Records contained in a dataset
☆ ☆ ☆
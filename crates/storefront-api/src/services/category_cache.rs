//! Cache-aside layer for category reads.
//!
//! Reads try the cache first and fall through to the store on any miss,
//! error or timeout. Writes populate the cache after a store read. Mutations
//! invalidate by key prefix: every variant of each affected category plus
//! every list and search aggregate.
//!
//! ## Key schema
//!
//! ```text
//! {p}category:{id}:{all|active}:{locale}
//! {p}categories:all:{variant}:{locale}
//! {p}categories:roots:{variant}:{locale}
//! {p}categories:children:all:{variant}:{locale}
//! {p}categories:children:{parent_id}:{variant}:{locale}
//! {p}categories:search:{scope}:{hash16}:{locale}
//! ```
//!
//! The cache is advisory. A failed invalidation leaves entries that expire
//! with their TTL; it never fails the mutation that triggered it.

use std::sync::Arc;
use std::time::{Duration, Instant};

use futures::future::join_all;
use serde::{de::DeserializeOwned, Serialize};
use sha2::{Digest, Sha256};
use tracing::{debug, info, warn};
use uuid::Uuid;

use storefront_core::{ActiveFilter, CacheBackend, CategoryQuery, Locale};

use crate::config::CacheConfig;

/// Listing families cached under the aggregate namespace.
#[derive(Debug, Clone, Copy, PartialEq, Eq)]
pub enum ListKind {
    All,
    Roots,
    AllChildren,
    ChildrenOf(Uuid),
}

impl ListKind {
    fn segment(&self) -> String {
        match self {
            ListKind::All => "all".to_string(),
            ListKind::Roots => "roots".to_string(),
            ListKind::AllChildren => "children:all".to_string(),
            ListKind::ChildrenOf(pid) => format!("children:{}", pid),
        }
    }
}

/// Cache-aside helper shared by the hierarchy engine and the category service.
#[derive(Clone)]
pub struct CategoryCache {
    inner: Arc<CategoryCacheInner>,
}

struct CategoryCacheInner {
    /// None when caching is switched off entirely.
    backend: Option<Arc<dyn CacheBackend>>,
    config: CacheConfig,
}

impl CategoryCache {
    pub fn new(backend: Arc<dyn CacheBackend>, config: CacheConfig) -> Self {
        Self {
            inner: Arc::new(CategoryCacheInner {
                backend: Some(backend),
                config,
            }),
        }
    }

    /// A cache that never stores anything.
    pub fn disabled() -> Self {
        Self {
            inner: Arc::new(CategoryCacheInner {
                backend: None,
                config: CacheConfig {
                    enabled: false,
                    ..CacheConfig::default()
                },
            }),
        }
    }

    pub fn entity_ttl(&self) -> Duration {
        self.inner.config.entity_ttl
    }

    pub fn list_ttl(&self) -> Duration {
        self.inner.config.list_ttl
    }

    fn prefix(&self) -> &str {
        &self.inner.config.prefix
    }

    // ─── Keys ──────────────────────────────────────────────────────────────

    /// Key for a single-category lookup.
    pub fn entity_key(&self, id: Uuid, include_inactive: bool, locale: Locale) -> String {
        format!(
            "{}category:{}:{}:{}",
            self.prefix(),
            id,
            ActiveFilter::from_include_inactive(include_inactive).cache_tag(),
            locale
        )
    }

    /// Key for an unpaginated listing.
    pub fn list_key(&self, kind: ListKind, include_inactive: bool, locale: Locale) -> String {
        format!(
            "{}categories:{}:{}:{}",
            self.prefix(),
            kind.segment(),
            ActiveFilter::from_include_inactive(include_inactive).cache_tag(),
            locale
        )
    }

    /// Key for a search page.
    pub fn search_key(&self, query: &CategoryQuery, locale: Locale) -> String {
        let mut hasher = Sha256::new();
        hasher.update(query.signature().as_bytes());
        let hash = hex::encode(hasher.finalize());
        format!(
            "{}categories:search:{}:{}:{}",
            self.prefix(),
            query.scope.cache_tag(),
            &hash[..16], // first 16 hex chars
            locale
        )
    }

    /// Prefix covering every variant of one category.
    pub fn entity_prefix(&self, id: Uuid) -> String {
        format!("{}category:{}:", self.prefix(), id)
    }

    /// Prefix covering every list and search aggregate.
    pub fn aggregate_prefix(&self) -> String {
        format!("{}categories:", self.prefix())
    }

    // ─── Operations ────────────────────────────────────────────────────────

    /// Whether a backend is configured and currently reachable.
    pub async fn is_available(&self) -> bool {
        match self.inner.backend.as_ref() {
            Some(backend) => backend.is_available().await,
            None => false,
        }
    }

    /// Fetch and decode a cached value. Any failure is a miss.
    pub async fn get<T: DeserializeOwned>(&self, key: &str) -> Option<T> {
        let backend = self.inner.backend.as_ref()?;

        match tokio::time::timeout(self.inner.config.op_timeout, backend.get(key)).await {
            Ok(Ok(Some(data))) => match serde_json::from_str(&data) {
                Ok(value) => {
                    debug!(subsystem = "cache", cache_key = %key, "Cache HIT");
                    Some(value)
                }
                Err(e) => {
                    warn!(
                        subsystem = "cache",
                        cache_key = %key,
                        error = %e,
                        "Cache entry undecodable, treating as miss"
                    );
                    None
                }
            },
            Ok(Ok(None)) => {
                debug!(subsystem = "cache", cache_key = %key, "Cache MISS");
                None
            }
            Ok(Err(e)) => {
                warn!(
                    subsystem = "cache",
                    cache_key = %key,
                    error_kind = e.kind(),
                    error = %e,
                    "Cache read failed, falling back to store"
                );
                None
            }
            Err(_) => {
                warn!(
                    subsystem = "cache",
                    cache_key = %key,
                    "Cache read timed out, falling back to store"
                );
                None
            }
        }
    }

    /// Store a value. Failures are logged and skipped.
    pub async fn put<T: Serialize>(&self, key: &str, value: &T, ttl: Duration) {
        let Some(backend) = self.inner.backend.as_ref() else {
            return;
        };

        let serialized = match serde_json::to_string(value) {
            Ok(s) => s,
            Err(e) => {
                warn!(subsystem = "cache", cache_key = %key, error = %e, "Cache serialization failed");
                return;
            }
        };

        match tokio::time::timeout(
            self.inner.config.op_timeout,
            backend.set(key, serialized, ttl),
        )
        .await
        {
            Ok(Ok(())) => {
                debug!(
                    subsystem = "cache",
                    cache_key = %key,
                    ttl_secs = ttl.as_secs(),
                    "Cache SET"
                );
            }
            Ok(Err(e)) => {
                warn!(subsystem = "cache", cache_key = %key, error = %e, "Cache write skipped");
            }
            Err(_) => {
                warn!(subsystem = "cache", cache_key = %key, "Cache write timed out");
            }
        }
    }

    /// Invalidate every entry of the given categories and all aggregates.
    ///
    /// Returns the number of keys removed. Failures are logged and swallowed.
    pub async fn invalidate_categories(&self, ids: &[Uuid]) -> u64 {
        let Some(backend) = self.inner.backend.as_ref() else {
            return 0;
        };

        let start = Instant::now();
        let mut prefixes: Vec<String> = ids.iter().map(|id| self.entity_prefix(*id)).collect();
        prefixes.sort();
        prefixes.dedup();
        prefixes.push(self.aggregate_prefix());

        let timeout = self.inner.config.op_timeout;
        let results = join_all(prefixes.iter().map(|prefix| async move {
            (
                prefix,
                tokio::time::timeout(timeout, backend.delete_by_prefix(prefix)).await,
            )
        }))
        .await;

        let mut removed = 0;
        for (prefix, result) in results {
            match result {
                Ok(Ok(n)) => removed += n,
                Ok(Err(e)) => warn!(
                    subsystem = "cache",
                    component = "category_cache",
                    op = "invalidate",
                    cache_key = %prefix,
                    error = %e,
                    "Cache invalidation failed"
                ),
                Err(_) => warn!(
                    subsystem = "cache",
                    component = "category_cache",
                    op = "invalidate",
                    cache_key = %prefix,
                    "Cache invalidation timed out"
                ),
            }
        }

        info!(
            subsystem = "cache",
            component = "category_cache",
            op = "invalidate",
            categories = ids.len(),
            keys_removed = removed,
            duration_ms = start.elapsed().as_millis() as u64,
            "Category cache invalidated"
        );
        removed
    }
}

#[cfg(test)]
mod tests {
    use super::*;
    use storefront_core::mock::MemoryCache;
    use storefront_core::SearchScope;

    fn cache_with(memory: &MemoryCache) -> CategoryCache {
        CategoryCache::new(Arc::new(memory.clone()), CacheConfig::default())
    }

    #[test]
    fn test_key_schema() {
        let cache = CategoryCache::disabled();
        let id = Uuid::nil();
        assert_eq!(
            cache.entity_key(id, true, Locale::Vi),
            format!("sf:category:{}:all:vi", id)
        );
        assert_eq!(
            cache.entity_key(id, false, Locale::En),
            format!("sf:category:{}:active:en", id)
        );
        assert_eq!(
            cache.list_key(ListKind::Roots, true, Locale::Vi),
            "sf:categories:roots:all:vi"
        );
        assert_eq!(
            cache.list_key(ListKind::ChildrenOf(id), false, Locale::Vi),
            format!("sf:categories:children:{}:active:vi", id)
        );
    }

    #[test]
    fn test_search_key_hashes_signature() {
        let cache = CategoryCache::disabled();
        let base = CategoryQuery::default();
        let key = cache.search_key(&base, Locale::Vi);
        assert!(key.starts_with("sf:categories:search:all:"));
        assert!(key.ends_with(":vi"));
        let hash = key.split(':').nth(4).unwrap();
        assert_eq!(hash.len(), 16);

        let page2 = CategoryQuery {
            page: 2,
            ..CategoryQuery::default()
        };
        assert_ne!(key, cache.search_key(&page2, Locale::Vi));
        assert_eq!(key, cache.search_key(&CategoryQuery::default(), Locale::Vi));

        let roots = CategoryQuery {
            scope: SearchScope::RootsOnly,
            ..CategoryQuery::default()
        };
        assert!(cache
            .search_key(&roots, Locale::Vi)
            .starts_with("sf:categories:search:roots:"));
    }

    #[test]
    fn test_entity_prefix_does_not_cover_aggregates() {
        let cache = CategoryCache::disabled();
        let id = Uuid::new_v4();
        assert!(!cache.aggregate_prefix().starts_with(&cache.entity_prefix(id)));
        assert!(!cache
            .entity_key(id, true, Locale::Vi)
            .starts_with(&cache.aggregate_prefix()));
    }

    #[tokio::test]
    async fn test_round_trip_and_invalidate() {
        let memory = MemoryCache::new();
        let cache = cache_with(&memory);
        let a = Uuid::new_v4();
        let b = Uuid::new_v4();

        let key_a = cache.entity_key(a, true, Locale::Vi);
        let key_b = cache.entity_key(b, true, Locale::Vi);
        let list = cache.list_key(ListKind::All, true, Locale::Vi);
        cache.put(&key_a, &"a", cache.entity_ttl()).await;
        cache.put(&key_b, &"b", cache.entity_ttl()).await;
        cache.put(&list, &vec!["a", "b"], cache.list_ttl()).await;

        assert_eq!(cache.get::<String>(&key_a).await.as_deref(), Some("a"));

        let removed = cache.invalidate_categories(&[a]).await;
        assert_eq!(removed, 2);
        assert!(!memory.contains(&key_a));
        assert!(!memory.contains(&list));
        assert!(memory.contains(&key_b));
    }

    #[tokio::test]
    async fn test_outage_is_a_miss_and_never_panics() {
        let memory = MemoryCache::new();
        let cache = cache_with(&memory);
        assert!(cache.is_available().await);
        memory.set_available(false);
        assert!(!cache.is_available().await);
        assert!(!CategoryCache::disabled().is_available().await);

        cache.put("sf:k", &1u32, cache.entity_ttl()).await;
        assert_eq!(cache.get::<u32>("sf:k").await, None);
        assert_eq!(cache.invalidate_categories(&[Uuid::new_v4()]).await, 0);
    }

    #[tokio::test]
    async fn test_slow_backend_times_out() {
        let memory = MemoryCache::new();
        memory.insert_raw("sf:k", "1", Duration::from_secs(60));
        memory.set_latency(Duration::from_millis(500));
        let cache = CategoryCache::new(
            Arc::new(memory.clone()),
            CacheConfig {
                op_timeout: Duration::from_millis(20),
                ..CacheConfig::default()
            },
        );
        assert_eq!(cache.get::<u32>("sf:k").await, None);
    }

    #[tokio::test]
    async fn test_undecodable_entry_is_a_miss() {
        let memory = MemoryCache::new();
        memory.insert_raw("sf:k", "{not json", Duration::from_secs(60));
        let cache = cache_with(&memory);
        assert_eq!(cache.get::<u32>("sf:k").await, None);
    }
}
☆ ☆ ☆
-- EXERCISE INSTRUCTIONS --
Copy out each line of the records above that includes "default".

-- RESULT OF THE TASK --
                    ..CacheConfig::default()
        CategoryCache::new(Arc::new(memory.clone()), CacheConfig::default())
        let base = CategoryQuery::default();
            ..CategoryQuery::default()
        assert_eq!(key, cache.search_key(&CategoryQuery::default(), Locale::Vi));
            ..CategoryQuery::default()
                ..CacheConfig::default()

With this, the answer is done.